Scottish heroes have been recognised at a national bravery awards at Edinburgh Castle.

A teenage boy from Livingston who jumped in to save two younger children from drowning was one of 30 people honoured for bravery. Sixteen-year-old Aaron Love was presented with his Brave@Heart award by First Minister Alex Salmond during a ceremony at Edinburgh Castle. He was one of the youngest of a group of police officers, firefighters, special constables and members of the public being recognised for exceptional bravery.

Other winners included four Inverness-shire shop workers who tackled and restrained a shoplifter armed with a knife, a Renfrewshire police constable who evacuated a Paisley tenement and disarmed a man threatening to start a fire and three members of the public who helped rescue a 15-year-old girl who fell down a ravine on the River Braan.

First Minister Alex Salmond said: "The Brave@Heart Awards recognise and celebrate people who have shown exceptional bravery, whether in battling the elements to save others, by intervening to stop a criminal in the act or by showing life-saving presence of mind.

"The winners being honoured at Edinburgh Castle range in age from under ten to over 60, they live all over the country and are from all walks of life.
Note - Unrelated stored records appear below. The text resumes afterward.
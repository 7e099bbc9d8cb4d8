/*
 *  Copyright (C) 2025  Markus Elias Gerber
 *
 *  This program is free software: you can redistribute it and/or modify
 *  it under the terms of the GNU General Public License as published by
 *  the Free Software Foundation, either version 3 of the License, or
 *  (at your option) any later version.
 *
 *  This program is distributed in the hope that it will be useful,
 *  but WITHOUT ANY WARRANTY; without even the implied warranty of
 *  MERCHANTABILITY or FITNESS FOR A PARTICULAR PURPOSE.  See the
 *  GNU General Public License for more details.
 *
 *  You should have received a copy of the GNU General Public License
 *  along with this program.  If not, see <https://www.gnu.org/licenses/>.
 */

mod config;
mod error;
pub mod image;
pub mod modules;
mod page;
pub mod pagedir;
pub mod relocate;
mod restore;
mod session;
pub mod signature;
pub mod snapshot;
mod stats;
mod util;

#[cfg(test)]
mod test;

pub use config::{HibernateConfig, SystemIdentity, PAGES_FOR_IO};
pub use error::{
    ConsistencyViolation, HibernateError, ImageCorruption, IncompatibleImage, IoFailure,
    IoFailureKind, IoPhase, PreparationFailure, RelocationFailure,
};
pub use page::{order_for_pages, pfn_to_phys, phys_to_pfn, Pfn, PhysAddr, PAGE_SHIFT, PAGE_SIZE};
pub use session::HibernationSession;
pub use stats::ImageStats;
What they have in common is that each and every one of them has shown remarkable courage.

"Each Brave@Heart award winner has risen to the challenge of the unexpected and shown the capacity to face and overcome danger in any number of forms. Each winner has stepped out of ordinary life and shown an extraordinary valour.

"They are all heroes and it is my privilege to present them with their awards."

The Brave@Heart awards replace the First Minister's Commendation for Meritorious Conduct. The first Brave@Heart awards ceremony was held last year. Emergency services - police, fire and ambulance - and other emergency responders in the public and voluntary sectors are invited to nominate members of their profession or organisation as well as members of the public. Nominations were considered by an independent validation panel chaired by Professor David Alexander of the Aberdeen Centre for Trauma Research at Robert Gordon University. The panel included representatives of the Association of Chief Police Officers in Scotland, the Chief Fire Officer Association Scotland and the Scottish Ambulance Service.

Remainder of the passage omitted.